Statistical analyses
Differences among groups were assessed by one-way ANOVA and Duncan’s multiple comparisons test using SPSS (V13.0) software. Data were expressed as mean±SD. Statistical significance was set at P < 0.05.
Results
Histo-pathological changes in nitrate-supplemented miniature pigs
The tissues examined included the oral cavity (Figure 1) and GI tract (Figure 2) of all 13 miniature pigs. None of the sampled tissues or organs showed any abnormalities at both the macroscopic or microscopic levels, with the exception of the atrophied parotid glands. The parotid glands of the control miniature pigs had serous acinar cells with intercalated, striated, and excretory ducts, and adipose cells in the stroma (Figure 1C). The parenchymal tissue in the parotid-ablated miniature pigs had acini that were replaced with fat and connective tissue (Figure 1G and 1K), which was due to the induced parotid atrophy procedure. Other tissues from the oral cavity (e.g., gingival, buccal, and glossal tissues; Figure 1E-L) had no abnormalities compared to control tissues. Tissues from the oral cavity had stratified squamous epithelium and underlying lamina propria in both the gingival tissue and buccal mucosa (Figure 1A, 1B, 1E, 1F, 1I and 1J). These structures were also present in glossal mucosa and papillae tissues (Figure 1D, 1H and 1L). There were no significant histo-pathological changes in the stomach, liver, small intestine, or kidneys (Figure 2). Normal histological features were observed in gastric cells, i.e., normal mucous membranes, mucosal substratum, and muscular layers (Figure 2A, 2C, 2E, 2G, 2I and 2K). The integrity of other structures, such as hepatic lobules, renal corpuscules, and renal tubules remained unchanged in the animals (Figure 2B, 2D, 2F, 2J, 2H, and 2L). Histological characteristics of all tissues from the nitrate-supplemented group (group C) were normal.
Figure 1.
Light micrographs of four oral tissues stained with hematoxylin and eosin. A-D represent gingival, glossal tissue, parotid gland, and buccal mucosa, respectively, from control miniature pigs; E-H represent the four tissues from parotid-atrophied miniature pigs; I-L represent the four tissues from parotid-atrophied miniature pigs supplemented with nitrate.
Figure 2.
Light micrographs of four organs. A-D represent gastric mucosa, liver, small intestine mucosa, and kidney, respectively, from control miniature pigs; E-H represent the four tissues from parotid-atrophied miniature pigs; I-L represent the four tissues from parotid-atrophied miniature pigs supplemented with nitrate. No histological differences were obtained among control, parotid-atrophied miniature pigs with or without nitrate supplementation.

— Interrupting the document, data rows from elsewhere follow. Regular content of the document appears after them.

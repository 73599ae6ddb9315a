//! Storage backends holding the serialized transcript under a single key.

use crate::error::TranscriptError;
use crate::model::Message;
use log::{debug, info};
use parking_lot::Mutex;
use std::fs::{self, OpenOptions};
use std::io::Write;
use std::path::{Path, PathBuf};

/// Key the transcript is stored under unless configured otherwise.
pub const DEFAULT_STORAGE_KEY: &str = "koziChatHistory";

/// Key-value persistence for a whole transcript.
///
/// Every save replaces the stored sequence wholesale.
pub trait TranscriptStorage: Send + Sync {
    /// Read the persisted transcript, or an empty sequence when nothing is stored.
    ///
    /// Undecodable data yields [`TranscriptError::Malformed`].
    fn load(&self) -> Result<Vec<Message>, TranscriptError>;
    /// Replace the persisted transcript.
    fn save(&self, messages: &[Message]) -> Result<(), TranscriptError>;
    /// Remove the persisted transcript.
    fn clear(&self) -> Result<(), TranscriptError>;
}

/// Encode a transcript as the persisted JSON array.
fn encode(messages: &[Message]) -> Result<String, TranscriptError> {
    Ok(serde_json::to_string(messages)?)
}

/// Decode the persisted JSON array stored under `key`.
///
/// Any undecodable input, including invalid UTF-8, is [`TranscriptError::Malformed`].
fn decode(key: &str, raw: &[u8]) -> Result<Vec<Message>, TranscriptError> {
    serde_json::from_slice(raw).map_err(|source| TranscriptError::Malformed {
        key: key.to_string(),
        source,
    })
}

/// In-process storage, useful for tests and ephemeral sessions.
#[derive(Debug)]
pub struct MemoryStorage {
    key: String,
    slot: Mutex<Option<String>>,
}

impl MemoryStorage {
    /// Create an empty store for the given key.
    pub fn new(key: impl Into<String>) -> Self {
        Self {
            key: key.into(),
            slot: Mutex::new(None),
        }
    }

    /// Create a store pre-populated with raw persisted contents.
    pub fn with_raw(key: impl Into<String>, raw: impl Into<String>) -> Self {
        Self {
            key: key.into(),
            slot: Mutex::new(Some(raw.into())),
        }
    }

    /// Raw persisted contents, if any.
    pub fn raw(&self) -> Option<String> {
        self.slot.lock().clone()
    }
}

impl Default for MemoryStorage {
    fn default() -> Self {
        Self::new(DEFAULT_STORAGE_KEY)
    }
}

impl TranscriptStorage for MemoryStorage {
    fn load(&self) -> Result<Vec<Message>, TranscriptError> {
        match self.slot.lock().as_deref() {
            Some(raw) => decode(&self.key, raw.as_bytes()),
            None => Ok(Vec::new()),
        }
    }

    fn save(&self, messages: &[Message]) -> Result<(), TranscriptError> {
        let raw = encode(messages)?;
        *self.slot.lock() = Some(raw);
        Ok(())
    }

    fn clear(&self) -> Result<(), TranscriptError> {
        *self.slot.lock() = None;
        Ok(())
    }
}

/// File-backed storage writing `<root>/<key>.json`.
#[derive(Debug)]
pub struct FileStorage {
    /// Directory holding the transcript file.
    root: PathBuf,
    key: String,
    /// Serialize write access to the transcript file.
    write_lock: Mutex<()>,
}

impl FileStorage {
    /// Create a file store under the given root, creating it if needed.
    pub fn new(root: impl AsRef<Path>, key: impl Into<String>) -> Result<Self, TranscriptError> {
        let key = key.into();
        if key.is_empty() || key.contains(['/', '\\']) || key == "." || key == ".." {
            return Err(TranscriptError::InvalidKey(key));
        }
        let root = root.as_ref().to_path_buf();
        fs::create_dir_all(&root)?;
        info!(
            "initialized file transcript storage (root={}, key={})",
            root.display(),
            key
        );
        Ok(Self {
            root,
            key,
            write_lock: Mutex::new(()),
        })
    }

    /// Path to the transcript file.
    pub fn path(&self) -> PathBuf {
        self.root.join(format!("{}.json", self.key))
    }

    /// Path to the temporary file used for atomic rewrites.
    fn temp_path(&self) -> PathBuf {
        self.root.join(format!("{}.json.tmp", self.key))
    }
}

impl TranscriptStorage for FileStorage {
    fn load(&self) -> Result<Vec<Message>, TranscriptError> {
        let path = self.path();
        if !path.exists() {
            return Ok(Vec::new());
        }
        let raw = fs::read(&path)?;
        decode(&self.key, &raw)
    }

    /// Rewrite the transcript atomically via a temp file.
    fn save(&self, messages: &[Message]) -> Result<(), TranscriptError> {
        let raw = encode(messages)?;
        let _guard = self.write_lock.lock();
        let temp_path = self.temp_path();
        {
            let mut file = OpenOptions::new()
                .create(true)
                .truncate(true)
                .write(true)
                .open(&temp_path)?;
            file.write_all(raw.as_bytes())?;
            file.sync_all()?;
        }
        fs::rename(temp_path, self.path())?;
        debug!(
            "saved transcript (key={}, messages={}, bytes={})",
            self.key,
            messages.len(),
            raw.len()
        );
        Ok(())
    }

    fn clear(&self) -> Result<(), TranscriptError> {
        let _guard = self.write_lock.lock();
        let path = self.path();
        if path.exists() {
            fs::remove_file(path)?;
            debug!("cleared transcript (key={})", self.key);
        }
        Ok(())
    }
}

#[cfg(test)]
mod tests {
    use super::{FileStorage, MemoryStorage, TranscriptStorage};
    use crate::{Message, Sender, TranscriptError};
    use pretty_assertions::assert_eq;
    use tempfile::tempdir;

    fn sample() -> Vec<Message> {
        vec![
            Message::new("Hello! I'm your AI assistant.", Sender::Bot),
            Message::new("hi", Sender::User),
        ]
    }

    #[test]
    fn memory_storage_replaces_contents_on_save() {
        let storage = MemoryStorage::default();
        assert_eq!(storage.load().expect("empty load"), Vec::new());

        let messages = sample();
        storage.save(&messages).expect("save");
        storage.save(&messages[..1]).expect("save shorter");
        assert_eq!(storage.load().expect("load"), messages[..1].to_vec());

        storage.clear().expect("clear");
        assert_eq!(storage.raw(), None);
    }

    #[test]
    fn memory_storage_reports_malformed_data() {
        let storage = MemoryStorage::with_raw("koziChatHistory", "{not json");
        let err = storage.load().unwrap_err();
        assert!(matches!(err, TranscriptError::Malformed { ref key, .. } if key == "koziChatHistory"));
    }

    #[test]
    fn file_storage_persists_json_array() {
        let temp = tempdir().expect("tempdir");
        let storage = FileStorage::new(temp.path(), "koziChatHistory").expect("storage");
        let messages = sample();
        storage.save(&messages).expect("save");

        let raw = std::fs::read_to_string(storage.path()).expect("read");
        let value: serde_json::Value = serde_json::from_str(&raw).expect("json");
        assert_eq!(value.as_array().map(Vec::len), Some(2));
        assert_eq!(value[1]["sender"], "user");

        let reopened = FileStorage::new(temp.path(), "koziChatHistory").expect("reopen");
        assert_eq!(reopened.load().expect("load"), messages);
        assert!(!temp.path().join("koziChatHistory.json.tmp").exists());
    }

    #[test]
    fn file_storage_reports_invalid_utf8_as_malformed() {
        let temp = tempdir().expect("tempdir");
        let storage = FileStorage::new(temp.path(), "koziChatHistory").expect("storage");
        std::fs::write(storage.path(), [0xff, 0xfe, b'[', b']']).expect("write");
        let err = storage.load().unwrap_err();
        assert!(matches!(err, TranscriptError::Malformed { ref key, .. } if key == "koziChatHistory"));
    }

    #[test]
    fn file_storage_clear_is_idempotent() {
        let temp = tempdir().expect("tempdir");
        let storage = FileStorage::new(temp.path(), "history").expect("storage");
        storage.clear().expect("clear missing");
        storage.save(&sample()).expect("save");
        storage.clear().expect("clear");
        assert!(!storage.path().exists());
        assert_eq!(storage.load().expect("load"), Vec::new());
    }

    #[test]
    fn file_storage_rejects_path_like_keys() {
        let temp = tempdir().expect("tempdir");
        let err = FileStorage::new(temp.path(), "../escape").unwrap_err();
        assert!(matches!(err, TranscriptError::InvalidKey(_)));
    }
}
//! IO helpers for reading config layers from disk.

use super::{
    ConfigLayer, ConfigLayerSource, DEFAULT_CONFIG_DIR, DEFAULT_CONFIG_FILE, LoadedLayer, schema,
};
use crate::ConfigError;
use directories::UserDirs;
use log::debug;
use serde_json::Value;
use std::fs;
use std::path::{Path, PathBuf};

/// Load an optional layer if the provided path exists.
pub(super) fn load_optional_layer(
    source: ConfigLayerSource,
    path: Option<&Path>,
) -> Result<Option<LoadedLayer>, ConfigError> {
    let Some(path) = path else {
        return Ok(None);
    };

    if !path.exists() {
        debug!(
            "optional layer missing (source={:?}, path={})",
            source,
            path.display()
        );
        return Ok(None);
    }

    Ok(Some(load_required_layer(source, path)?))
}

/// Load and validate a required layer from disk.
pub(super) fn load_required_layer(
    source: ConfigLayerSource,
    path: &Path,
) -> Result<LoadedLayer, ConfigError> {
    debug!(
        "loading config layer (source={:?}, path={})",
        source,
        path.display()
    );
    let contents = fs::read_to_string(path)?;
    let value: Value = json5::from_str(&contents)?;
    let label = layer_label(source, path);
    schema::validate_layer_schema(&value, &label)?;
    Ok(LoadedLayer {
        meta: ConfigLayer {
            source,
            path: Some(path.to_path_buf()),
        },
        value,
    })
}

/// Build a user-friendly label for schema validation errors.
pub(super) fn layer_label(source: ConfigLayerSource, path: &Path) -> String {
    let name = match source {
        ConfigLayerSource::System => "system",
        ConfigLayerSource::User => "user",
        ConfigLayerSource::Cwd => "cwd",
        ConfigLayerSource::Runtime => "runtime",
    };
    format!("{name}({})", path.display())
}

/// Default system config path on Unix; None elsewhere.
pub(super) fn default_system_config_path() -> Option<PathBuf> {
    #[cfg(unix)]
    {
        Some(PathBuf::from(super::SYSTEM_CONFIG_PATH))
    }
    #[cfg(not(unix))]
    {
        None
    }
}

/// Default user config path under the home directory.
pub(super) fn default_user_config_path() -> Option<PathBuf> {
    UserDirs::new().map(|dirs| {
        dirs.home_dir()
            .join(DEFAULT_CONFIG_DIR)
            .join(DEFAULT_CONFIG_FILE)
    })
}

Parotid atrophy in miniature pigs
Following ablation of their parotid glands, miniature pigs consuming either a nitrate-rich or a standard diet, exhibited a decrease in whole saliva flow rates at 6, 12, and 24 months compared to miniature pigs in the control group (Table 1). Typical parotid atrophy was revealed in the histology (Figure 1G, 1K), while normal parotid histology was found in the control group (Figure 1C). These results indicated that a successful parotid-atrophied animal model had been established. Salivary flow rates of both parotid-atrophied groups (groups B and C) were the lowest at 12 months (0.72±0.34 ml/min versus 1.32±0.65 ml/min in the control group, P < 0.05). At 24 months, salivary flow rates in both parotid-atrophied groups increased slightly (0.83±0.46 ml/min and 0.86±0.57 ml/min).
Table 1.
Salivary flow rates (ml/min) at 6, 12, and 24 months in miniature pigs
| Time (month) | A (n = 3) | B (n = 5) | C (n = 5) | P value |
|---|---|---|---|---|
| 6 | 1.38±0.73 | 0.82±0.26* | 0.81±0.31* | < 0.05 |
| 12 | 1.32±0.65 | 0.72±0.34* | 0.74±0.28* | < 0.05 |
| 24 | 1.36±0.74 | 0.86±0.57* | 0.83±0.46* | < 0.05 |
Group A: pigs with normal parotid glands and fed a standard diet. Group B: pigs with induced-parotid atrophy and fed a standard diet. Group C: pigs with induced-parotid atrophy and fed a nitrate-rich diet.
Nitrate levels in parotid-atrophied miniature pigs fed a nitrate-rich diet
To monitor nitrate levels, biological samples were collected at 6, 12, and 24 months. Table 2 shows the average nitrate concentrations at these time points. The concentration of nitrate in the saliva of the nitrate-supplemented miniature pigs (group C) was not statistically different to that of the control group (17.34±3.89 ng/µl versus 19.58±5.14 ng/µl, P > 0.05). Compared to the control group, the nitrate-supplemented group had approximately 200× higher nitrate levels in their urine (6014.90±1291.60 ng/µl versus 31.07±0.35 ng/µl, P < 0.001) and 13× higher nitrate levels in their blood (11.47±1.50 ng/µl versus 0.87±0.12 ng/µl, P < 0.05).
Table 2.
Nitrate concentrations (ng/µl) in saliva, serum, and urine samples, averaged for three time points (6, 12, and 24 months)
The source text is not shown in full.